What is subprocess doing with a list and shell=True

What is subprocess doing with a list and shell=True - python

I like shell=False to avoid the various problems with shell=True. Sometimes I see code like this, and it returns True, but it doesn't seem to have printed anything, and I don't know what did happen.
subprocess.run(['echo', 'hi'], shell=True, check=True).returncode == 0
By contrast,
subprocess.run(['echo', 'hi'], shell=False, check=True).returncode == 0
actually prints to the stdout.
What happens when I pass a list as arguments and shell=True?

From the documentation:
On POSIX with shell=True, the shell defaults to /bin/sh. If args is a string, the string specifies the command to execute through the shell. This means that the string must be formatted exactly as it would be when typed at the shell prompt. This includes, for example, quoting or backslash escaping filenames with spaces in them. If args is a sequence, the first item specifies the command string, and any additional items will be treated as additional arguments to the shell itself.
So your command is equivalent to sh -c "echo" "hi", which simply executes echo without arguments.
A more useful example would be to use this mechanism to pass arbitrary data safely to a shell snippet:
file1='my file.txt'
file2='Author&Title - [FOO] **proper**.mp3'
subprocess.run(
['for f; do printf "Input: %s\n" "$f"; done', '_',
file1, file2],
shell=True, check=True)
This prints out the variables from a shell without having to worry about escaping shell metacharacters. (the extra '_' becomes $0).

Related

Why does shell=True eat up the arguments, and what is the fix?
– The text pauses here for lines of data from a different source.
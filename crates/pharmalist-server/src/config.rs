//! Configuration file parsing for the server.
//!
//! Loads the bind address, storage backend and optional answer provider from
//! a TOML file.

use serde::Deserialize;
use std::path::{Path, PathBuf};
use thiserror::Error;

/// Server configuration error
#[derive(Debug, Error)]
pub enum ConfigError {
    /// Failed to read config file
    #[error("Failed to read config file: {0}")]
    FileRead(#[from] std::io::Error),

    /// Failed to parse TOML
    #[error("Failed to parse config TOML: {0}")]
    TomlParse(#[from] toml::de::Error),

    /// Missing required field
    #[error("Missing required configuration field: {0}")]
    MissingField(String),
}

/// Where lists are kept
#[derive(Debug, Clone, Copy, PartialEq, Eq, Deserialize)]
#[serde(rename_all = "lowercase")]
pub enum StorageBackend {
    /// Process memory; lost on restart
    Memory,
    /// Single JSON blob in a directory
    Blob,
    /// SQLite database file
    Sqlite,
}

/// Storage section
#[derive(Debug, Clone, Deserialize)]
pub struct StorageConfig {
    /// Backend kind
    pub backend: StorageBackend,

    /// Blob directory or database file; required for `blob` and `sqlite`
    #[serde(default)]
    pub path: Option<PathBuf>,

    /// Load the sample dataset when the store starts empty
    #[serde(default = "default_seed")]
    pub seed_on_start: bool,
}

/// Answer provider section
#[derive(Debug, Clone, Deserialize)]
pub struct LlmConfig {
    /// Ollama endpoint (e.g., "http://localhost:11434")
    pub endpoint: String,

    /// Model name (e.g., "llama3")
    pub model: String,

    /// Request timeout in seconds
    #[serde(default = "default_llm_timeout")]
    pub timeout_secs: u64,
}

/// Server configuration loaded from TOML
#[derive(Debug, Clone, Deserialize)]
pub struct ServerConfig {
    /// Bind address (e.g., "127.0.0.1")
    pub bind_address: String,

    /// Bind port (e.g., 8000)
    pub bind_port: u16,

    /// Storage settings
    pub storage: StorageConfig,

    /// Answer provider; without it `/query` echoes the question
    #[serde(default)]
    pub llm: Option<LlmConfig>,
}

fn default_seed() -> bool {
    true
}

fn default_llm_timeout() -> u64 {
    15
}

impl ServerConfig {
    /// Load configuration from a TOML file
    pub fn from_file<P: AsRef<Path>>(path: P) -> Result<Self, ConfigError> {
        let contents = std::fs::read_to_string(path)?;
        let config: ServerConfig = toml::from_str(&contents)?;

        if config.storage.backend != StorageBackend::Memory && config.storage.path.is_none() {
            return Err(ConfigError::MissingField("storage.path".to_string()));
        }

        Ok(config)
    }

    /// Create a default configuration for testing
    pub fn default_test_config() -> Self {
        ServerConfig {
            bind_address: "127.0.0.1".to_string(),
            bind_port: 8000,
            storage: StorageConfig {
                backend: StorageBackend::Memory,
                path: None,
                seed_on_start: true,
            },
            llm: None,
        }
    }

    /// Get the full bind address (address:port)
    pub fn bind_addr(&self) -> String {
        format!("{}:{}", self.bind_address, self.bind_port)
    }
}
I am using subprocess.Popen as opposed to os.fork(), and tryin the "shell=True" construct. However, the arguments to be passed to the child process are getting deleted. Any idea why, and what could be the fix?
The files attached are "/tmp/a.py" and "/tmp/a.pl". If I run a.py without any argument, I get the expected results. With an argument, an error message.
#!/opt/local/bin/python3.6
import sys, subprocess
class child_proc:
def __init__ (self, useShell):
print ("useShell:", useShell)
acmd = ["/tmp/a.pl", "Hello", "World"]
if useShell:
proc = subprocess.Popen(acmd, stdout=subprocess.PIPE, shell=True)
else:
proc = subprocess.Popen(acmd, stdout=subprocess.PIPE)
while True:
line = proc.stdout.readline()
if line:
try:
aline = line.decode().rstrip()
print (aline)
except UnicodeDecodeError as e:
print("Error decoding child output:", line, e)
break
else:
break
child_proc(len(sys.argv) > 1)
The script it is calling -
#!/opt/local/bin/perl -w
die "[a.pl] Missing arguments\n" if $#ARGV < 0;
print "[a.pl] #ARGV\n";
exit 0;
This is on MacOS10.13.1. Thank you for your insight.

From the docs:
On Unix with shell=True, the shell defaults to /bin/sh. If args is a
string, the string specifies the command to execute through the shell. ... If
args is a sequence, the first item specifies the command string, and any
additional items will be treated as additional arguments to the shell itself.
So if shell=True, you're supposed to pass a string instead of a list of arguments, which will be interpreted literally by the shell. If you pass a sequence as you're doing now, it treats the first element as the entire command and the rest as arguments to the shell. So if you need shell=True, pass a string.
proc = subprocess.Popen("./tmp/a.pl Hello World", stdout=subprocess.PIPE, shell=True)
And be careful not to pass any user input to the shell when you do it this way. As the docs warn, untrusted input to Popen with a shell=True argument is a major security hazard.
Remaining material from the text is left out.